use vergen_gitcl::{CargoBuilder, Emitter, GitclBuilder};

fn main() -> Result<(), Box<dyn std::error::Error>> {
	Emitter::default()
		.add_instructions(&CargoBuilder::all_cargo()?)?
		.add_instructions(&GitclBuilder::all_git()?)?
		.emit()?;

	Ok(())
}
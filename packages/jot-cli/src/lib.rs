use clap::builder::{
	Styles,
	styling::{AnsiColor, Effects},
};

pub const VERSION: &str = concat!(
	env!("CARGO_PKG_VERSION"),
	"-",
	env!("VERGEN_GIT_SHA"),
	"-",
	env!("VERGEN_CARGO_TARGET_TRIPLE"),
);

pub const ABOUT: &str = "Search journal entries with quoted phrase filters and semantic ranking.";

pub fn styles() -> Styles {
	Styles::styled()
		.header(AnsiColor::Yellow.on_default() | Effects::BOLD)
		.usage(AnsiColor::Yellow.on_default() | Effects::BOLD)
		.literal(AnsiColor::Cyan.on_default() | Effects::BOLD)
		.placeholder(AnsiColor::Green.on_default())
		.error(AnsiColor::Red.on_default() | Effects::BOLD)
}

/// Value parser for `top_k`-style flags, which must be at least one.
pub fn parse_positive(raw: &str) -> Result<u32, String> {
	let value = raw.trim().parse::<u32>().map_err(|err| format!("{raw:?} is not a number: {err}"))?;

	if value == 0 {
		return Err("Value must be greater than zero.".to_string());
	}

	Ok(value)
}

#[cfg(test)]
mod tests {
	use super::*;

	#[test]
	fn positive_parser_rejects_zero_and_garbage() {
		assert_eq!(parse_positive("5"), Ok(5));
		assert_eq!(parse_positive(" 12 "), Ok(12));
		assert!(parse_positive("0").is_err());
		assert!(parse_positive("-1").is_err());
		assert!(parse_positive("many").is_err());
	}
}
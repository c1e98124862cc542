use serde::{Deserialize as _, Deserializer, Serializer};
use time::{OffsetDateTime, format_description::well_known::Rfc3339};

pub fn serialize<S>(value: &Option<OffsetDateTime>, serializer: S) -> Result<S::Ok, S::Error>
where
	S: Serializer,
{
	match value {
		Some(value) => {
			let formatted = value.format(&Rfc3339).map_err(serde::ser::Error::custom)?;

			serializer.serialize_str(&formatted)
		},
		None => serializer.serialize_none(),
	}
}

pub fn deserialize<'de, D>(deserializer: D) -> Result<Option<OffsetDateTime>, D::Error>
where
	D: Deserializer<'de>,
{
	let raw = Option::<String>::deserialize(deserializer)?;

	match raw {
		Some(value) =>
			OffsetDateTime::parse(&value, &Rfc3339).map(Some).map_err(serde::de::Error::custom),
		None => Ok(None),
	}
}
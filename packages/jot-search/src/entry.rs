use serde::{Deserialize, Serialize};
use serde_json::Value;
use time::OffsetDateTime;

/// Anything the ranker can filter and order.
///
/// The ranker only reads records; it never clones or mutates them.
pub trait Record {
	fn text(&self) -> &str;

	/// The stored embedding, if any. An empty vector counts as missing.
	fn embedding(&self) -> Option<&[f32]>;
}

/// A journal entry as the record store returns it.
#[derive(Debug, Clone, PartialEq, Serialize, Deserialize)]
pub struct Entry {
	#[serde(default, skip_serializing_if = "Option::is_none")]
	pub id: Option<i64>,
	#[serde(default, skip_serializing_if = "Option::is_none")]
	pub user_id: Option<String>,
	#[serde(default, with = "crate::time_serde", skip_serializing_if = "Option::is_none")]
	pub created_at: Option<OffsetDateTime>,
	#[serde(default)]
	pub text: String,
	#[serde(default, skip_serializing_if = "Option::is_none")]
	pub embedding: Option<Vec<f32>>,
	#[serde(default)]
	pub tags: Vec<String>,
	#[serde(default, skip_serializing_if = "Option::is_none")]
	pub assets: Option<Value>,
}
impl Entry {
	pub fn new(text: impl Into<String>) -> Self {
		Self {
			id: None,
			user_id: None,
			created_at: None,
			text: text.into(),
			embedding: None,
			tags: Vec::new(),
			assets: None,
		}
	}

	pub fn with_embedding(mut self, embedding: Vec<f32>) -> Self {
		self.embedding = Some(embedding);

		self
	}

	pub fn has_embedding(&self) -> bool {
		Record::embedding(self).is_some()
	}
}

impl Record for Entry {
	fn text(&self) -> &str {
		&self.text
	}

	fn embedding(&self) -> Option<&[f32]> {
		self.embedding.as_deref().filter(|embedding| !embedding.is_empty())
	}
}

impl<T> Record for &T
where
	T: Record + ?Sized,
{
	fn text(&self) -> &str {
		(**self).text()
	}

	fn embedding(&self) -> Option<&[f32]> {
		(**self).embedding()
	}
}
pub mod embedding;

mod error;

pub use error::{Error, Result};

use reqwest::header::{AUTHORIZATION, HeaderMap, HeaderName};
use serde_json::{Map, Value};

pub fn auth_headers(api_key: &str, default_headers: &Map<String, Value>) -> Result<HeaderMap> {
	let mut headers = HeaderMap::new();

	headers.insert(AUTHORIZATION, format!("Bearer {api_key}").parse()?);

	for (key, value) in default_headers {
		let Some(raw) = value.as_str() else {
			return Err(Error::InvalidConfig {
				message: format!("Default header {key} must be a string."),
			});
		};

		headers.insert(HeaderName::from_bytes(key.as_bytes())?, raw.parse()?);
	}

	Ok(headers)
}
//! PNG codec adapter using the png crate.
//!
//! Decoding normalizes every PNG to 8-bit samples: palettes and low bit
//! depths are expanded, 16-bit samples are stripped, tRNS becomes an alpha
//! channel. Non-interlaced files stream row by row straight from the file.

use std::fs::File;
use std::io::{BufReader, Read, Write};
use std::path::{Path, PathBuf};

use crate::adapter::{ScanlineSession, check_read_args};
use crate::config::PngCompression;
use crate::pixel::{self, ChannelOrder, Components, RowOrder};
use crate::session::BufferedSession;
use crate::{AdapterConfig, AdapterError, DecodedImage, ImageFormat, Limits};

fn decode_err(e: png::DecodingError) -> AdapterError {
    match e {
        png::DecodingError::LimitsExceeded => {
            AdapterError::decode_limit("PNG decoder memory limit")
        }
        other => AdapterError::decode(Some(ImageFormat::Png), other),
    }
}

fn encode_err(e: png::EncodingError) -> AdapterError {
    AdapterError::encode(ImageFormat::Png, e)
}

/// Read the header and configure 8-bit normalized output.
fn read_info<R: Read>(source: R, limits: &Limits) -> Result<(png::Reader<R>, Components), AdapterError> {
    let mut decoder = match limits.max_memory_bytes {
        Some(bytes) => png::Decoder::new_with_limits(
            source,
            png::Limits {
                bytes: usize::try_from(bytes).unwrap_or(usize::MAX),
            },
        ),
        None => png::Decoder::new(source),
    };
    decoder.set_transformations(png::Transformations::EXPAND | png::Transformations::STRIP_16);

    let reader = decoder.read_info().map_err(decode_err)?;
    let (color_type, _) = reader.output_color_type();
    let components = match color_type {
        png::ColorType::Grayscale => Components::Gray,
        png::ColorType::GrayscaleAlpha => Components::GrayAlpha,
        png::ColorType::Rgb => Components::Rgb,
        png::ColorType::Rgba => Components::Rgba,
        png::ColorType::Indexed => {
            return Err(AdapterError::decode(
                Some(ImageFormat::Png),
                "palette was not expanded",
            ));
        }
    };

    let info = reader.info();
    limits.check_decode(info.width, info.height, components.count())?;

    Ok((reader, components))
}

/// Decode every row of an already configured reader.
fn decode_frame<R: Read>(
    mut reader: png::Reader<R>,
    components: Components,
    config: &AdapterConfig,
) -> Result<DecodedImage, AdapterError> {
    let (width, height) = (reader.info().width, reader.info().height);

    let mut pixels = vec![0u8; reader.output_buffer_size()];
    let output_info = reader.next_frame(&mut pixels).map_err(decode_err)?;
    pixels.truncate(output_info.buffer_size());

    DecodedImage::from_library(pixels, width, height, components, Some(ImageFormat::Png), config)
}

/// Decode a whole PNG stream.
pub(crate) fn decode<R: Read>(source: R, config: &AdapterConfig) -> Result<DecodedImage, AdapterError> {
    let (reader, components) = read_info(source, &config.limits)?;
    decode_frame(reader, components, config)
}

/// How [`open`] serves a file.
enum Opened {
    Buffered(DecodedImage),
    Streaming(PngStream),
}

/// Begin a streaming decode of `path`.
///
/// Interlaced files only produce final rows after the last pass, and a
/// bottom-up session asks for the last source row first, so both are decoded
/// up front and served from memory.
pub(crate) fn open(path: &Path, config: &AdapterConfig) -> Result<Box<dyn ScanlineSession>, AdapterError> {
    Ok(match start(path, config)? {
        Opened::Buffered(image) => Box::new(BufferedSession::new(image)),
        Opened::Streaming(stream) => Box::new(stream),
    })
}

fn start(path: &Path, config: &AdapterConfig) -> Result<Opened, AdapterError> {
    let file = File::open(path).map_err(|e| AdapterError::read_io(path, e))?;
    let (reader, components) = read_info(BufReader::new(file), &config.limits)?;

    if reader.info().interlaced || config.row_order == RowOrder::BottomUp {
        log::debug!("{}: decoding up front", path.display());
        return decode_frame(reader, components, config).map(Opened::Buffered);
    }

    Ok(Opened::Streaming(PngStream {
        path: path.to_path_buf(),
        config: config.clone(),
        width: reader.info().width,
        height: reader.info().height,
        components,
        reader: Some(reader),
        next_row: 0,
        rewinds: 0,
        poisoned: false,
    }))
}

/// Row-at-a-time decode of a non-interlaced PNG file.
///
/// Rows at or past the cursor are reached by decoding forward; a row behind
/// the cursor reopens the file and starts over.
struct PngStream {
    path: PathBuf,
    config: AdapterConfig,
    width: u32,
    height: u32,
    components: Components,
    reader: Option<png::Reader<BufReader<File>>>,
    /// Source (top-down) index of the next row the decoder will produce.
    next_row: u32,
    /// Times the file was reopened to reach an earlier row.
    rewinds: u32,
    poisoned: bool,
}

impl PngStream {
    fn rewind(&mut self) -> Result<(), AdapterError> {
        log::debug!("rewinding {} to serve an earlier row", self.path.display());
        self.reader = None;
        let file = File::open(&self.path).map_err(|e| AdapterError::read_io(&self.path, e))?;
        let (reader, components) = read_info(BufReader::new(file), &self.config.limits)?;
        let info = reader.info();
        if (info.width, info.height, components) != (self.width, self.height, self.components) {
            return Err(AdapterError::decode(
                Some(ImageFormat::Png),
                "file changed while a streaming session was open",
            ));
        }
        self.reader = Some(reader);
        self.next_row = 0;
        self.rewinds += 1;
        Ok(())
    }

    fn decode_to(&mut self, target: u32, out: &mut [u8]) -> Result<(), AdapterError> {
        if target < self.next_row || self.reader.is_none() {
            self.rewind()?;
        }
        let reader = self
            .reader
            .as_mut()
            .ok_or(AdapterError::SessionPoisoned)?;

        while self.next_row <= target {
            let row = reader.next_row().map_err(decode_err)?.ok_or_else(|| {
                AdapterError::decode(Some(ImageFormat::Png), "image data ended early")
            })?;
            if self.next_row == target {
                let data = row.data();
                if data.len() < out.len() {
                    return Err(AdapterError::decode(
                        Some(ImageFormat::Png),
                        "decoded row shorter than expected",
                    ));
                }
                out.copy_from_slice(&data[..out.len()]);
            }
            self.next_row += 1;
        }
        Ok(())
    }
}

impl ScanlineSession for PngStream {
    fn width(&self) -> u32 {
        self.width
    }

    fn height(&self) -> u32 {
        self.height
    }

    fn components(&self) -> Components {
        self.components
    }

    fn read_line(&mut self, y: u32, buf: &mut [u8]) -> Result<(), AdapterError> {
        let row_bytes = self.row_bytes();
        check_read_args(y, self.height, row_bytes, buf)?;
        if self.poisoned {
            return Err(AdapterError::SessionPoisoned);
        }

        let source_row = self.config.row_order.source_row(y, self.height);
        let out = &mut buf[..row_bytes];
        if let Err(e) = self.decode_to(source_row, out) {
            self.poisoned = true;
            self.reader = None;
            return Err(e);
        }

        if self.config.channel_order == ChannelOrder::Bgr {
            pixel::swap_red_blue(out, self.components)?;
        }
        Ok(())
    }

    fn close(self: Box<Self>) {
        log::debug!(
            "closing PNG stream {} after {} of {} rows, {} rewinds",
            self.path.display(),
            self.next_row,
            self.height,
            self.rewinds
        );
    }
}

/// Encode 8-bit samples as PNG.
pub(crate) fn encode<W: Write>(
    writer: W,
    samples: &[u8],
    width: u32,
    height: u32,
    components: Components,
    compression: PngCompression,
) -> Result<(), AdapterError> {
    let mut encoder = png::Encoder::new(writer, width, height);
    encoder.set_color(match components {
        Components::Gray => png::ColorType::Grayscale,
        Components::GrayAlpha => png::ColorType::GrayscaleAlpha,
        Components::Rgb => png::ColorType::Rgb,
        Components::Rgba => png::ColorType::Rgba,
    });
    encoder.set_depth(png::BitDepth::Eight);
    encoder.set_compression(match compression {
        PngCompression::Fast => png::Compression::Fast,
        PngCompression::Default => png::Compression::Default,
        PngCompression::Best => png::Compression::Best,
    });

    let mut writer = encoder.write_header().map_err(encode_err)?;
    writer.write_image_data(samples).map_err(encode_err)?;
    writer.finish().map_err(encode_err)
}
//! Decode with one adapter, save with another, and resolve output paths.

use std::path::{Path, PathBuf};
use std::time::Instant;

use anyhow::{Context, bail};
use zenadapters::{AdapterConfig, AdapterRegistry};

use crate::batch::{self, BatchSummary, FileResult};
use crate::{ConvertArgs, registry};

/// Resolved output configuration.
pub struct OutputConfig {
    pub target_dir: Option<PathBuf>,
    pub target_file: Option<PathBuf>,
    pub suffix: String,
    pub force: bool,
    pub dry_run: bool,
    /// Extension written, without the dot.
    pub ext: String,
}

impl OutputConfig {
    /// Create from CLI args. The target extension comes from `--format`,
    /// falling back to the `-o` file's extension.
    pub fn new(
        output: Option<&str>,
        suffix: &str,
        force: bool,
        dry_run: bool,
        format: Option<&str>,
    ) -> anyhow::Result<Self> {
        let (target_dir, target_file) = match output {
            Some(o) => {
                let path = PathBuf::from(o);
                if o.ends_with('/') || o.ends_with('\\') || path.is_dir() {
                    (Some(path), None)
                } else {
                    (None, Some(path))
                }
            }
            None => (None, None),
        };

        let ext = match (format, &target_file) {
            (Some(f), _) => f.trim_start_matches('.').to_ascii_lowercase(),
            (None, Some(file)) => match file.extension().and_then(|e| e.to_str()) {
                Some(e) => e.to_ascii_lowercase(),
                None => bail!("cannot infer a format from {}; pass --format", file.display()),
            },
            (None, None) => bail!("pass --format or an -o file with an extension"),
        };

        Ok(Self {
            target_dir,
            target_file,
            suffix: suffix.to_string(),
            force,
            dry_run,
            ext,
        })
    }

    /// Resolve the output path for a given input file.
    pub fn resolve(&self, input: &Path, input_count: usize) -> anyhow::Result<PathBuf> {
        // -o file: only valid for single-file input
        if let Some(ref target) = self.target_file {
            if input_count > 1 {
                bail!("-o with a file path only works for a single input file (got {input_count})");
            }
            return Ok(target.clone());
        }

        // -o dir/: place output in target directory with same stem
        if let Some(ref dir) = self.target_dir {
            return Ok(dir.join(self.output_filename(input)));
        }

        let parent = input.parent().unwrap_or(Path::new("."));
        Ok(parent.join(self.output_filename(input)))
    }

    /// Compute the output filename (stem + suffix + extension).
    fn output_filename(&self, input: &Path) -> String {
        let stem = input
            .file_stem()
            .and_then(|s| s.to_str())
            .unwrap_or("output");
        format!("{stem}{}.{}", self.suffix, self.ext)
    }

    /// Check if the output path is writable (won't clobber without --force).
    pub fn check_writable(&self, input: &Path, output: &Path) -> anyhow::Result<()> {
        if self.dry_run {
            return Ok(());
        }

        if let (Ok(ci), Ok(co)) = (input.canonicalize(), output.canonicalize()) {
            if ci == co {
                bail!("output would overwrite input: {}", input.display());
            }
        }

        if output.exists() && !self.force {
            bail!(
                "output already exists: {}\nUse --force to overwrite",
                output.display()
            );
        }

        Ok(())
    }

    /// Create parent directories for the output path.
    pub fn ensure_parent(output: &Path) -> anyhow::Result<()> {
        if let Some(parent) = output.parent() {
            if !parent.as_os_str().is_empty() && !parent.exists() {
                std::fs::create_dir_all(parent)
                    .with_context(|| format!("creating directory: {}", parent.display()))?;
            }
        }
        Ok(())
    }
}

/// Run the `convert` subcommand.
pub fn run(args: ConvertArgs) -> anyhow::Result<()> {
    let files = batch::expand_inputs(&args.files)?;
    if files.is_empty() {
        bail!("no image files found");
    }

    let output = OutputConfig::new(
        args.output.as_deref(),
        &args.suffix,
        args.force,
        args.dry_run,
        args.format.as_deref(),
    )?;

    let mut config = AdapterConfig::default();
    if let Some(q) = args.quality {
        if !(1..=100).contains(&q) {
            bail!("--quality must be between 1 and 100 (got {q})");
        }
        config = config.with_jpeg_quality(q);
    }
    if let Some(c) = args.compression {
        config = config.with_png_compression(c.to_png_compression());
    }
    let registry = registry(args.adapter, config);

    let mut summary = BatchSummary::default();
    for input in &files {
        let out_path = match output.resolve(input, files.len()) {
            Ok(p) => p,
            Err(e) => {
                eprintln!("{}: {e}", input.display());
                continue;
            }
        };

        if output.dry_run {
            println!("{} -> {}", input.display(), out_path.display());
            continue;
        }

        let start = Instant::now();
        let outcome = convert_one(&registry, &output, input, &out_path);
        let input_size = std::fs::metadata(input).map(|m| m.len()).unwrap_or(0);
        let result = match outcome {
            Ok(adapter) => {
                log::info!("{} -> {}", input.display(), out_path.display());
                FileResult {
                    input_path: input.clone(),
                    input_size,
                    output_size: std::fs::metadata(&out_path).ok().map(|m| m.len()),
                    adapter,
                    error: None,
                    duration: start.elapsed(),
                }
            }
            Err(e) => {
                eprintln!("{}: {e:#}", input.display());
                FileResult {
                    input_path: input.clone(),
                    input_size,
                    output_size: None,
                    adapter: None,
                    error: Some(e.to_string()),
                    duration: start.elapsed(),
                }
            }
        };
        summary.push(result);
    }

    if args.report {
        summary.print_report();
    }
    if summary.error_count() > 0 {
        bail!("{} of {} files failed", summary.error_count(), summary.results.len());
    }
    Ok(())
}

/// Convert one file and return the decoding adapter's name.
fn convert_one(
    registry: &AdapterRegistry,
    output: &OutputConfig,
    input: &Path,
    out_path: &Path,
) -> anyhow::Result<Option<&'static str>> {
    output.check_writable(input, out_path)?;
    OutputConfig::ensure_parent(out_path)?;

    let header = zenadapters::probe::read_header(input)?;
    let adapter = registry.identify(input, &header).map(|a| a.name());
    let image = registry
        .load(input)
        .with_context(|| format!("decoding {}", input.display()))?;
    registry
        .save(out_path, &image.view(), &output.ext)
        .with_context(|| format!("encoding {}", out_path.display()))?;
    Ok(adapter)
}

- [What is being asked]:
Search the material above for "AUTHORIZATION". Copy each line that has it.

- [Written answer]:
use reqwest::header::{AUTHORIZATION, HeaderMap, HeaderName};
	headers.insert(AUTHORIZATION, format!("Bearer {api_key}").parse()?);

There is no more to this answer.